17 & Gone(72)
Yoon-mi Hyun and Maura Morris, who both think love changes a person for the better, and both agree that it is possible to find your soul mate at age 17, no matter what your parents may say when you bring the girl home.
Kendra Howard, who expects she’s the bravest, baddest, most kickass girl those guy friends of hers have ever known, and bets they still spend nights talking about her, still toast her memory over cold beers, saying how high she leaped, how far she fell, how she had balls, and she’ll never be forgotten, RIP.
Jannah Afsana Din, who believes starting a new life with Carlos in Mexico
wouldn’t
have
been
as
impossible as people said—they could have lived on the beach together and raised chickens; they could have sold the little cakes she makes on the streets and survived, even flourished, even found happiness.
Hailey Pippering, who’s done some things she can’t say out loud because it’d make her sick; she only wants her parents to know that she didn’t run away this time, even if they think she did. This time, she wanted to stay.
And Trina Glatt, who always meant to track down the father who abandoned her when she was a baby, so she could throttle him and blame him for every bad thing that ever happened to her, but also, secretly, so she could hug him, and admit she missed him, and if he invited her to a baseball game, or to the backyard, to throw a Frisbee around or something, she’d probably go. She’d tell him that, if she could.
There are a lot of things the girls would tell the people they left behind, if they could.
All those girls. So many to keep track of tonight, my head swirling. Only, something’s missing. Something’s not right here. The circle of girls comes close and then weaves tighter around me. I can’t tell if I’m at the center or if the fire is.
The night flickers.
What I thought were the soot-streaked walls of the house are the tall stalks of the pine trees; the staircase to the upper floors is the side of the mountain leading up to the looming ridge; the ceiling doesn’t end because it’s the night sky.
Pinpricks of flurries rain down, as soft as ash but cool on my cheeks. My surroundings keep shifting: I’m at Lady-of-the-Pines, in the ring of stones where the campers toast marshmallows in summer. Then I’m in the house in my dream. My dream is here, or this place has become a part of it; I don’t know the difference.
The girls’ hands are tightly clasped, though there’s no singing. This isn’t summer camp. This isn’t the kind of night for belting out “Row, Row, Row Your Boat” and holding a flashlight to ghoul up your face and tell ghost stories.
The ghosts tonight have already told their stories.
I cast my eyes around the fire. I still can’t shake that something’s not how it’s supposed to be. Madison’s bright-blond hair seems wild in the fire, and there’s an uncountable number of stars in her eyes, but it’s not her. Trina shoots me a threatening glare, but it’s not her, either.
Then I know: Yes, the girls have come out. Some (Jannah, Hailey) have only recently become familiar and I barely know their full stories yet, and some (Natalie, Shyann) are girls I feel like I’ve known since first grade. But there’s one whose face I can’t find in the roaring glow, one I keep looking for in the hissing, dizzying circle of smoke, thinking I must have missed her.
Thinking they’re moving too fast, and if they’d only slow down or stop so I could see her.
Where’s Abby?
She doesn’t step out of the smoke. She still hasn’t come. I haven’t gotten her out. All this, and I haven’t found her.
I turn to Fiona to ask what happened. I see Fiona now, at the edge of the ring, not holding a hand, not taking a step inside, only watching. Only waiting. An observer to a disaster about to occur, standing back so she can wipe her hands of it after.
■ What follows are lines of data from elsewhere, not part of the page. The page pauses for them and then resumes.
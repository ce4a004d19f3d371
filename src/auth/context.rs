//! # Authorization Context
//!
//! Derives the caller's packages from verified claims.
//!
//! ## Invariants
//! - Only permissions carrying the API-scope prefix name packages
//! - An empty package set becomes `{"anonymous"}`, never "everything"
//! - Expiry is checked on every resolution, against the caller's clock

use chrono::{DateTime, Utc};

use super::errors::{AuthError, AuthResult};
use super::jwt::JwtClaims;

/// Package used when a caller holds no API-scoped permission
pub const ANONYMOUS_PACKAGE: &str = "anonymous";

/// Prefix marking a permission as an API package grant
pub const DEFAULT_API_SCOPE_PREFIX: &str = "api:";

/// Permission exempting a token from expiry
pub const DEFAULT_NEVER_EXPIRES_PERMISSION: &str = "token:never-expires";

/// The packages a request is authorized under. Immutable per request.
#[derive(Debug, Clone, PartialEq, Eq)]
pub struct AuthorizationContext {
    subject: String,
    packages: Vec<String>,
}

impl AuthorizationContext {
    /// Build a context from explicit packages; an empty list is anonymous
    pub fn new(subject: impl Into<String>, packages: Vec<String>) -> Self {
        let packages = if packages.is_empty() {
            vec![ANONYMOUS_PACKAGE.to_string()]
        } else {
            packages
        };
        Self {
            subject: subject.into(),
            packages,
        }
    }

    pub fn anonymous(subject: impl Into<String>) -> Self {
        Self::new(subject, Vec::new())
    }

    pub fn subject(&self) -> &str {
        &self.subject
    }

    /// Package identifiers in grant order, never empty
    pub fn packages(&self) -> &[String] {
        &self.packages
    }

    pub fn is_anonymous(&self) -> bool {
        self.packages.len() == 1 && self.packages[0] == ANONYMOUS_PACKAGE
    }
}

/// Resolves claims into an [`AuthorizationContext`]
#[derive(Debug, Clone)]
pub struct ContextResolver {
    scope_prefix: String,
    never_expires_permission: String,
}

impl Default for ContextResolver {
    fn default() -> Self {
        Self::new(DEFAULT_API_SCOPE_PREFIX, DEFAULT_NEVER_EXPIRES_PERMISSION)
    }
}

impl ContextResolver {
    pub fn new(scope_prefix: impl Into<String>, never_expires_permission: impl Into<String>) -> Self {
        Self {
            scope_prefix: scope_prefix.into(),
            never_expires_permission: never_expires_permission.into(),
        }
    }

    pub fn scope_prefix(&self) -> &str {
        &self.scope_prefix
    }

    /// Resolve against the current time
    pub fn resolve(&self, claims: &JwtClaims) -> AuthResult<AuthorizationContext> {
        self.resolve_at(claims, Utc::now())
    }

    /// Resolve as of `now`.
    ///
    /// A token without `exp` counts as expired unless it holds the
    /// never-expires permission.
    pub fn resolve_at(
        &self,
        claims: &JwtClaims,
        now: DateTime<Utc>,
    ) -> AuthResult<AuthorizationContext> {
        let exempt = claims
            .permissions
            .iter()
            .any(|p| *p == self.never_expires_permission);

        if !exempt {
            match claims.expires_at() {
                Some(expires_at) if expires_at > now => {}
                _ => {
                    tracing::info!(subject = %claims.sub, "rejected expired token");
                    return Err(AuthError::TokenExpired);
                }
            }
        }

        Ok(self.context_for(&claims.sub, &claims.permissions))
    }

    /// Packages named by `permissions`, with no expiry check
    pub fn context_for(&self, subject: &str, permissions: &[String]) -> AuthorizationContext {
        let mut packages: Vec<String> = Vec::new();
        for permission in permissions {
            let Some(package) = permission.strip_prefix(self.scope_prefix.as_str()) else {
                continue;
            };
            if !package.is_empty() && !packages.iter().any(|p| p == package) {
                packages.push(package.to_string());
            }
        }

        AuthorizationContext::new(subject, packages)
    }
}
//! # Listener Settings
//!
//! Where the gateway binds and which browser origins may call it. The
//! fields sit at the top level of the service config file, so
//! `{"host": "127.0.0.1", "port": 9000}` is enough to move the listener.
//!
//! Settings are checked when the config is loaded; an origin that is not a
//! valid header value is an error, never silently dropped.

use std::net::{IpAddr, Ipv4Addr, SocketAddr};

use axum::http::HeaderValue;
use serde::{Deserialize, Serialize};
use thiserror::Error;
use tower_http::cors::{AllowOrigin, Any, CorsLayer};

/// Port used when none is configured
pub const DEFAULT_PORT: u16 = 8080;

/// Host used when none is configured: every IPv4 interface
pub const DEFAULT_HOST: &str = "0.0.0.0";

/// Listener settings that cannot be turned into a socket or CORS policy
#[derive(Debug, Clone, PartialEq, Eq, Error)]
pub enum ListenError {
    #[error("host is not an IP address: '{0}'")]
    Host(String),

    #[error("CORS origin is not a valid header value: '{0}'")]
    Origin(String),
}

/// Gateway listener configuration
#[derive(Debug, Clone, PartialEq, Eq, Serialize, Deserialize)]
pub struct HttpServerConfig {
    /// IP address to bind; `localhost` means the IPv4 loopback
    #[serde(default = "default_host")]
    pub host: String,

    #[serde(default = "default_port")]
    pub port: u16,

    /// Browser origins allowed to call the gateway; empty allows any
    #[serde(default)]
    pub cors_origins: Vec<String>,
}

fn default_host() -> String {
    DEFAULT_HOST.to_string()
}

fn default_port() -> u16 {
    DEFAULT_PORT
}

impl Default for HttpServerConfig {
    fn default() -> Self {
        Self {
            host: default_host(),
            port: default_port(),
            cors_origins: Vec::new(),
        }
    }
}

impl HttpServerConfig {
    /// The socket address to bind.
    ///
    /// Bracketed IPv6 hosts (`[::1]`) are accepted as well as bare ones.
    pub fn bind_addr(&self) -> Result<SocketAddr, ListenError> {
        let host = self.host.trim();
        let ip = if host.eq_ignore_ascii_case("localhost") {
            IpAddr::V4(Ipv4Addr::LOCALHOST)
        } else {
            host.trim_start_matches('[')
                .trim_end_matches(']')
                .parse()
                .map_err(|_| ListenError::Host(self.host.clone()))?
        };
        Ok(SocketAddr::new(ip, self.port))
    }

    /// Whether any origin may call the gateway
    pub fn allows_any_origin(&self) -> bool {
        self.cors_origins.is_empty()
    }

    /// Configured origins as header values, in configured order
    pub fn allowed_origins(&self) -> Result<Vec<HeaderValue>, ListenError> {
        self.cors_origins
            .iter()
            .map(|origin| {
                HeaderValue::from_str(origin.trim())
                    .ok()
                    .filter(|value| !value.is_empty())
                    .ok_or_else(|| ListenError::Origin(origin.clone()))
            })
            .collect()
    }

    /// CORS policy for the gateway router. Any method and header is allowed;
    /// only the origin is restricted.
    pub fn cors_layer(&self) -> Result<CorsLayer, ListenError> {
        let origin = if self.allows_any_origin() {
            AllowOrigin::any()
        } else {
            AllowOrigin::list(self.allowed_origins()?)
        };
        Ok(CorsLayer::new()
            .allow_origin(origin)
            .allow_methods(Any)
            .allow_headers(Any))
    }

    pub fn validate(&self) -> Result<(), ListenError> {
        self.bind_addr()?;
        self.allowed_origins()?;
        Ok(())
    }
}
She wants me to join the girls. It’s not fair that I’ve been living my life out in the daylight, driving my van down any road I want, walking into any house I want, seeing the people who love me at any moment, on any day. She’s forgotten I’ve been in the hospital, unable to have any of these things, either. Because surrounding us is an entire sky made of shadows, and there’s no escaping your fate.
I’m 17. Like she was, like they all were.
Then Fiona meets my eyes, and I question my distrust of her. I question everything.
Because no, she didn’t bring me here to get rid of me. She expected Abby to come out, just as I did. She’s looking at the fire, waiting and wondering where she is, too.
Then she makes a decision.
She grabs my arm. I can’t tell if I’m feeling her touch or if what’s come back is a memory of her touch, from before.
Her hand has a hard grasp of my arm, reminding me of that night when I was still eight and she was 17 as she is now, when she grabbed me and shoved me in the closet. But tonight it hurts so much more than it did then because she’s grabbing my left arm, my bad arm.
We’ve got to burn the place down, she says.
No, no, wait, we can’t yet, I try to tell Fiona. Abby’s not here. Aren’t we supposed to find Abby first, and only after can we— But I’m not fast enough to catch her.
Fiona’s racing down the hill with the bottle of kerosene in her arms. It’s too late. She will start the destruction without me.